C’est en discutant avec une autre médecin que la Dre Marie-Hélène Rochon, qui pratique à Ottawa depuis 2007, a appris qu’elle avait maintenant la possibilité de travailler à temps partiel au Québec sans qu’aucune pénalité ne lui soit imposée. Elle a donc entamé les démarches, au printemps dernier, pour obtenir un permis du Collège des médecins du Québec.
Elle a ainsi pu faire son premier quart de travail en sol québécois la semaine dernière, à la Clinique ambulatoire 0-17 ans du Centre intégré de santé et de services sociaux de l’Outaouais (CISSSO). Cette clinique vise surtout à éviter des visites à l’urgence pour les jeunes patients qui n’ont pas de médecin de famille ou qui n’arrivent pas à voir le leur.
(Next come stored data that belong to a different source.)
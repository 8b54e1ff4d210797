//! The accumulation chain.
//!
//! Each worker's position is fixed once at startup from `(rank, workers)`
//! and never re-derived. The [`Station`] state machine owns the channel
//! endpoints its role needs, so a worker cannot hold a link its role is not
//! allowed to use. Every edge is a rendezvous handoff: a hop completes only
//! when both sides meet, which is what imposes the strict total order along
//! the chain.

use std::sync::mpsc::{sync_channel, Receiver, SyncSender};

use serde::{Deserialize, Serialize};

use crate::verify::VerifyClient;

/// Chain position, selected once from `(rank, workers)`.
#[derive(Clone, Copy, Debug, PartialEq, Eq, Serialize, Deserialize)]
pub enum Role {
    /// First worker; seeds the accumulated sum and forwards it.
    Head,
    /// Interior worker; receives, adds its partial sum, forwards.
    Middle,
    /// Last worker; receives, adds, then verifies and reports.
    Tail,
    /// Only worker of a single-participant chain; head and tail collapse.
    Solo,
}

impl Role {
    /// Classify a worker by rank within a chain of `workers` participants.
    pub fn of(rank: usize, workers: usize) -> Self {
        debug_assert!(rank < workers, "rank {rank} out of {workers}");
        match (rank, workers) {
            (0, 1) => Role::Solo,
            (0, _) => Role::Head,
            (rank, workers) if rank + 1 == workers => Role::Tail,
            _ => Role::Middle,
        }
    }

    /// Whether this worker blocks on a predecessor before accumulating.
    pub fn receives(&self) -> bool {
        matches!(self, Role::Middle | Role::Tail)
    }

    /// Whether this worker forwards the running sum to a successor.
    pub fn forwards(&self) -> bool {
        matches!(self, Role::Head | Role::Middle)
    }

    /// Whether this worker produces the final comparison.
    pub fn reports(&self) -> bool {
        matches!(self, Role::Tail | Role::Solo)
    }
}

/// A worker's chain state with the endpoints that state is entitled to.
pub(crate) enum Station<F> {
    Head {
        next: SyncSender<F>,
    },
    Middle {
        prev: Receiver<F>,
        next: SyncSender<F>,
    },
    Tail {
        prev: Receiver<F>,
        verify: VerifyClient<F>,
    },
    Solo,
}

/// Build the stations for every rank, creating one rendezvous channel per
/// directed edge of the chain. `tail_client` is handed to the last worker
/// for the verification exchange.
pub(crate) fn chain_stations<F>(
    workers: usize,
    tail_client: Option<VerifyClient<F>>,
) -> Vec<Station<F>> {
    debug_assert_eq!(tail_client.is_some(), workers > 1);
    let Some(verify) = tail_client else {
        return vec![Station::Solo];
    };

    let mut stations = Vec::with_capacity(workers);
    let (tx, mut rx) = sync_channel(0);
    stations.push(Station::Head { next: tx });
    for _ in 1..workers - 1 {
        let (next_tx, next_rx) = sync_channel(0);
        stations.push(Station::Middle {
            prev: rx,
            next: next_tx,
        });
        rx = next_rx;
    }
    stations.push(Station::Tail { prev: rx, verify });
    stations
}

#[cfg(test)]
mod tests {
    use super::*;

    #[test]
    fn test_single_worker_is_solo() {
        assert_eq!(Role::of(0, 1), Role::Solo);
    }

    #[test]
    fn test_two_workers_split_head_and_tail() {
        assert_eq!(Role::of(0, 2), Role::Head);
        assert_eq!(Role::of(1, 2), Role::Tail);
    }

    #[test]
    fn test_interior_ranks_are_middle() {
        assert_eq!(Role::of(0, 5), Role::Head);
        assert_eq!(Role::of(1, 5), Role::Middle);
        assert_eq!(Role::of(3, 5), Role::Middle);
        assert_eq!(Role::of(4, 5), Role::Tail);
    }

    #[test]
    fn test_role_flags() {
        assert!(!Role::Head.receives());
        assert!(Role::Head.forwards());
        assert!(Role::Middle.receives());
        assert!(Role::Middle.forwards());
        assert!(Role::Tail.receives());
        assert!(!Role::Tail.forwards());
        assert!(Role::Tail.reports());
        assert!(Role::Solo.reports());
        assert!(!Role::Solo.receives());
        assert!(!Role::Solo.forwards());
    }

    #[test]
    fn test_station_layout_matches_roles() {
        let (_, mut clients) = crate::verify::verify_channels::<f32>(4);
        let stations = chain_stations(4, clients.pop());
        assert_eq!(stations.len(), 4);
        assert!(matches!(stations[0], Station::Head { .. }));
        assert!(matches!(stations[1], Station::Middle { .. }));
        assert!(matches!(stations[2], Station::Middle { .. }));
        assert!(matches!(stations[3], Station::Tail { .. }));
    }

    #[test]
    fn test_station_layout_for_single_worker() {
        let stations = chain_stations::<f32>(1, None);
        assert_eq!(stations.len(), 1);
        assert!(matches!(stations[0], Station::Solo));
    }
}
use thiserror::Error;

use crate::params::MAX_WORKERS;

/// Result type specialized for pipeline operations.
pub type Result<T, E = PipelineError> = std::result::Result<T, E>;

/// Errors that can arise while running the distributed evaluation pipeline.
#[non_exhaustive]
#[derive(Debug, Error)]
pub enum PipelineError {
    #[error("no polynomial coefficients provided")]
    EmptyCoefficients,
    #[error("invalid worker count {0}: expected 1..={max}", max = MAX_WORKERS)]
    InvalidWorkerCount(usize),
    #[error("worker {rank}: {channel} channel closed before the exchange completed")]
    ChannelClosed {
        rank: usize,
        channel: &'static str,
    },
    #[error("failed to spawn worker {rank}")]
    SpawnFailed {
        rank: usize,
        #[source]
        source: std::io::Error,
    },
    #[error("worker {0} panicked during evaluation")]
    WorkerPanicked(usize),
    #[error("verification request from unknown worker {0}")]
    InvalidRank(usize),
    #[error("final worker returned no verification result")]
    MissingComparison,
}
//! Distributed polynomial evaluation over a fixed chain of workers.
//!
//! A coordinator broadcasts the evaluation point and coefficients to every
//! worker, each worker derives its own contiguous slice of term indices,
//! and a single running sum is handed hop by hop along the chain until the
//! last worker holds the full evaluation. The last worker then cross-checks
//! the pipelined result against a direct evaluation obtained from the
//! coordinator over a dedicated side channel.

pub mod broadcast;
pub mod chain;
pub mod error;
pub mod params;
pub mod partition;
pub mod pipeline;
pub mod report;
pub mod request;
pub mod verify;
mod worker;

pub use chain::Role;
pub use error::{PipelineError, Result};
pub use partition::TermRange;
pub use pipeline::Pipeline;
pub use report::{Comparison, Evaluation, TermTrace, WorkerReport};
pub use request::EvaluationRequest;
use std::fmt;
use std::ops::Range;

use serde::{Deserialize, Serialize};

/// Contiguous slice of term indices owned by one worker.
///
/// Ranges are derived, never transmitted: every worker evaluates the same
/// formula locally from `(rank, workers, term_count)`, which keeps the
/// partition consistent without communication. Any divergence between
/// workers is a protocol bug, not a runtime condition to guard against.
#[derive(Clone, Copy, Debug, PartialEq, Eq, Serialize, Deserialize)]
pub struct TermRange {
    start: usize,
    end: usize,
}

impl TermRange {
    /// Range owned by `rank` out of `workers` for `term_count` terms.
    ///
    /// Chunks are `ceil(term_count / workers)` wide; workers whose chunk
    /// starts past the last term own an empty range and contribute zero.
    pub fn for_rank(rank: usize, workers: usize, term_count: usize) -> Self {
        debug_assert!(rank < workers, "rank {rank} out of {workers}");
        let per_worker = term_count.div_ceil(workers);
        let start = (rank * per_worker).min(term_count);
        let end = (start + per_worker).min(term_count);
        TermRange { start, end }
    }

    /// First owned index.
    pub fn start(&self) -> usize {
        self.start
    }

    /// One past the last owned index.
    pub fn end(&self) -> usize {
        self.end
    }

    /// Number of owned terms.
    pub fn len(&self) -> usize {
        self.end - self.start
    }

    /// Whether this worker owns no terms.
    pub fn is_empty(&self) -> bool {
        self.start >= self.end
    }

    /// Iterate the owned indices in ascending order.
    pub fn indices(&self) -> Range<usize> {
        self.start..self.end
    }
}

impl fmt::Display for TermRange {
    fn fmt(&self, f: &mut fmt::Formatter<'_>) -> fmt::Result {
        write!(f, "[{}, {})", self.start, self.end)
    }
}

#[cfg(test)]
mod tests {
    use quickcheck_macros::quickcheck;

    use crate::params::MAX_WORKERS;

    use super::*;

    fn ranges(workers: usize, term_count: usize) -> Vec<TermRange> {
        (0..workers)
            .map(|rank| TermRange::for_rank(rank, workers, term_count))
            .collect()
    }

    #[test]
    fn test_single_worker_owns_everything() {
        let range = TermRange::for_rank(0, 1, 4);
        assert_eq!(range.indices(), 0..4);
        assert_eq!(range.len(), 4);
    }

    #[test]
    fn test_exact_split_one_term_each() {
        let split = ranges(4, 4);
        for (rank, range) in split.iter().enumerate() {
            assert_eq!(range.indices(), rank..rank + 1);
        }
    }

    #[test]
    fn test_uneven_split_last_chunk_is_short() {
        let split = ranges(2, 5);
        assert_eq!(split[0].indices(), 0..3);
        assert_eq!(split[1].indices(), 3..5);
    }

    #[test]
    fn test_more_workers_than_terms_leaves_empty_ranges() {
        let split = ranges(5, 2);
        assert_eq!(split[0].indices(), 0..1);
        assert_eq!(split[1].indices(), 1..2);
        for range in &split[2..] {
            assert!(range.is_empty());
            assert_eq!(range.len(), 0);
        }
    }

    #[test]
    fn test_display() {
        let range = TermRange::for_rank(1, 2, 5);
        assert_eq!(range.to_string(), "[3, 5)");
    }

    #[quickcheck]
    fn prop_ranges_partition_every_index_exactly_once(
        workers: usize,
        term_count: usize,
    ) -> bool {
        let workers = workers % MAX_WORKERS + 1;
        let term_count = term_count % 10_000;
        let split = ranges(workers, term_count);

        // contiguous and non-overlapping: each range starts where the
        // previous one ended, and the last ends at term_count
        let mut expected_start = 0;
        for range in &split {
            if range.start() != expected_start {
                return false;
            }
            if range.end() < range.start() || range.end() > term_count {
                return false;
            }
            expected_start = range.end();
        }
        expected_start == term_count
    }
}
Si la Dre Rochon a cette possibilité, c’est grâce à ce qui est appelé l’«accord 774». Cette entente permet aux médecins hors Québec et aux médecins du secteur privé qui souhaitent travailler à temps partiel dans le réseau public québécois de le faire sans impact sur leur rémunération. Avant la conclusion de cet accord, la Dre Rochon aurait vu sa rémunération être amputée de 30% par la Régie de l’assurance maladie du Québec, puisque son travail aurait été fait en dehors des plans régionaux d’effectifs médicaux en vigueur au Québec.
Le chef du Département de médecine générale (DRMG) de l’Outaouais, le Dr Marcel Guilbault, a expliqué au Droit que l’accord 774 a permis d’abolir cette pénalité. Les médecins hors Québec qui sont prêts à donner un coup de main à temps partiel dans la Belle Province peuvent désormais le faire pour un maximum de 90 jours par année et toucher 100% de la rémunération prévue. Ces médecins sont également exemptés des «activités médicales particulières» devant normalement être effectuées en début de carrière pour soutenir les besoins particuliers du réseau public, entre autres dans les urgences et les centres d’hébergement et de soins de longue durée.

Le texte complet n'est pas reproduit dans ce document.